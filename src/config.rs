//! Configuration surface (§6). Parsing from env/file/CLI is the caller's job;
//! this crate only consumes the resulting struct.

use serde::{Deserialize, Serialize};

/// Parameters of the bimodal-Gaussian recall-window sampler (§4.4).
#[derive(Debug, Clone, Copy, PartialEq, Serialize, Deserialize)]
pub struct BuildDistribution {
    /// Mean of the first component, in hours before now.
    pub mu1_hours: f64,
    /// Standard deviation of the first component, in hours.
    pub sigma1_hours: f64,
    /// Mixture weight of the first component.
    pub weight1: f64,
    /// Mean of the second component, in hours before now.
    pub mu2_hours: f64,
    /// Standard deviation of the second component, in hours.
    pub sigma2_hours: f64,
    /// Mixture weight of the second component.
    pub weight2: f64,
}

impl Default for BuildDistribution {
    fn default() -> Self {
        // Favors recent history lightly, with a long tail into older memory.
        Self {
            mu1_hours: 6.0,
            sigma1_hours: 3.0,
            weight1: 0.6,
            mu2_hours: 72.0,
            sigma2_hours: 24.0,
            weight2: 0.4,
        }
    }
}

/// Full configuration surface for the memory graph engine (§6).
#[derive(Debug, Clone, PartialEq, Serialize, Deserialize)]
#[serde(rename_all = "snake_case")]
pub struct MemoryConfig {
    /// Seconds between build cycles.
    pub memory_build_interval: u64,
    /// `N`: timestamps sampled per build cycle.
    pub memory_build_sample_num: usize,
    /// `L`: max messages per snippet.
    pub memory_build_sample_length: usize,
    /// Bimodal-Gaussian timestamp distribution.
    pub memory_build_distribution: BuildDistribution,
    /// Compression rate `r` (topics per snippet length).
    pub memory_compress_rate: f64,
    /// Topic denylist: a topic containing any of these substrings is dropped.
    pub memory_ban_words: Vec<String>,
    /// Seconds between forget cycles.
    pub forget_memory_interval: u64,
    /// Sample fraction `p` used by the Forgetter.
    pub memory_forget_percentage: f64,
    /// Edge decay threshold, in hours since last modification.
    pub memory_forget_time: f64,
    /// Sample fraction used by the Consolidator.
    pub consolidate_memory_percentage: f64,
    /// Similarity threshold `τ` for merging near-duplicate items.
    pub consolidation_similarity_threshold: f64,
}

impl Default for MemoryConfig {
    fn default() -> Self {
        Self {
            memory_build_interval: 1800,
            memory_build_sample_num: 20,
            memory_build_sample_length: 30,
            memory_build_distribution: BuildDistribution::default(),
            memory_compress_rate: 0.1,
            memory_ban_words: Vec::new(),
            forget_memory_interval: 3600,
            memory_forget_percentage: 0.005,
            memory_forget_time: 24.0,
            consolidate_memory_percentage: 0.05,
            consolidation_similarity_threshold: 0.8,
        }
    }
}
• • • •
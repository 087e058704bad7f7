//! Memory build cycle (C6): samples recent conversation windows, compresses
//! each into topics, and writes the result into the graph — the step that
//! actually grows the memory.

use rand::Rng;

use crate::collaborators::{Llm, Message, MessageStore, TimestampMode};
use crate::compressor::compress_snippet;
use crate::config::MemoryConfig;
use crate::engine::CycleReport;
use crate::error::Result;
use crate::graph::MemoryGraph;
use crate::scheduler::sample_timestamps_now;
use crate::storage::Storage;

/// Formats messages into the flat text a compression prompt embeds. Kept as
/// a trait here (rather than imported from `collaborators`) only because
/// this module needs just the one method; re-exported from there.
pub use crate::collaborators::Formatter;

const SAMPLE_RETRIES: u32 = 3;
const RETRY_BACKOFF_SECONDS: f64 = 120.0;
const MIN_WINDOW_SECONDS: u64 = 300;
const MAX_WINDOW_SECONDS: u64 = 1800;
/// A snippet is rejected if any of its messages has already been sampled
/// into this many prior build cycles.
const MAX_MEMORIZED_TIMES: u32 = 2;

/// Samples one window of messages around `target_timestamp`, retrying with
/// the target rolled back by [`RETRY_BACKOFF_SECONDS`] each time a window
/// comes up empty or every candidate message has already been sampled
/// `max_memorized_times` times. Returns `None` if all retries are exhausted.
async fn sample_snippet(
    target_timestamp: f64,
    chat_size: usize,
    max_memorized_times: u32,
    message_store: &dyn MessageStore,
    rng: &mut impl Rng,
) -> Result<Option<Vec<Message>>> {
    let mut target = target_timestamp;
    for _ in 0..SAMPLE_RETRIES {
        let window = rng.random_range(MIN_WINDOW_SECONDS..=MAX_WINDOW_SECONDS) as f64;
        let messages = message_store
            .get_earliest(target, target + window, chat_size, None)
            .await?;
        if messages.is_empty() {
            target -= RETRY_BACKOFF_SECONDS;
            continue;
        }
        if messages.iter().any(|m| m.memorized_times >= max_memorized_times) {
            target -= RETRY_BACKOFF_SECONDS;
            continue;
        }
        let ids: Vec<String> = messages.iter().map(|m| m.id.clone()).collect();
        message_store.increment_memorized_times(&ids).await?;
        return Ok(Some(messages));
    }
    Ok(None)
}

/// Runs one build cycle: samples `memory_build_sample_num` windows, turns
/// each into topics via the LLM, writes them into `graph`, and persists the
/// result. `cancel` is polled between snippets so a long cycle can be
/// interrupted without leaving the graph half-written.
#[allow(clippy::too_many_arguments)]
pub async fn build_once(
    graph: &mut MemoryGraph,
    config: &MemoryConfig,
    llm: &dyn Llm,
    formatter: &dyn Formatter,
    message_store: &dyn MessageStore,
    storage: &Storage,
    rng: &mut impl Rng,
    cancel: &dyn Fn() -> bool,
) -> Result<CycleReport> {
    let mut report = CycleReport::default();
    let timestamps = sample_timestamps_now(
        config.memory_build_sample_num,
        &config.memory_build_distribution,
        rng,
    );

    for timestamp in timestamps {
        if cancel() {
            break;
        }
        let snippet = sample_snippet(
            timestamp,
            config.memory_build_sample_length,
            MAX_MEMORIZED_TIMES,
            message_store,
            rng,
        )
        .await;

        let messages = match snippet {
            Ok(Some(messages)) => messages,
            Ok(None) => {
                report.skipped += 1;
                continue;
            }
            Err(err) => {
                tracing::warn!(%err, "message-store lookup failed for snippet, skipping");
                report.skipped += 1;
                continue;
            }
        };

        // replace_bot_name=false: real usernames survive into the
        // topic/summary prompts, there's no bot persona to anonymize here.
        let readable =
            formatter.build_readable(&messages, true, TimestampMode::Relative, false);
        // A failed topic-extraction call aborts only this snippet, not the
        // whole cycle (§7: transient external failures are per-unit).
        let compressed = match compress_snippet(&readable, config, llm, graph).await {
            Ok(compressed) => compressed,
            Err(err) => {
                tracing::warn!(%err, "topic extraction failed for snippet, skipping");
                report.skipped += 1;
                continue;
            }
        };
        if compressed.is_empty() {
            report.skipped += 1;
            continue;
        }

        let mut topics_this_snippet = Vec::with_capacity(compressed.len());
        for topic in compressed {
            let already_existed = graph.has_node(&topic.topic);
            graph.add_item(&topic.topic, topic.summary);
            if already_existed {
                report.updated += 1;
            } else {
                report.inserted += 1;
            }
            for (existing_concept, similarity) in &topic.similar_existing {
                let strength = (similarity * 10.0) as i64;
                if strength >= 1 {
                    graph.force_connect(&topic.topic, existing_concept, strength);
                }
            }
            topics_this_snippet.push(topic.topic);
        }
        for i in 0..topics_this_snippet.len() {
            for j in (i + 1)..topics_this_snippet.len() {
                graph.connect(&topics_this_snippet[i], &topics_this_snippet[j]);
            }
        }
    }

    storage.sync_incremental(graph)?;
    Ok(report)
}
• • • •
* [WORK TO COMPLETE]:
All lines from the listing above that include "const" should be shown.

* [OUTPUT OF THE TASK]:
const SAMPLE_RETRIES: u32 = 3;
const RETRY_BACKOFF_SECONDS: f64 = 120.0;
const MIN_WINDOW_SECONDS: u64 = 300;
const MAX_WINDOW_SECONDS: u64 = 1800;
const MAX_MEMORIZED_TIMES: u32 = 2;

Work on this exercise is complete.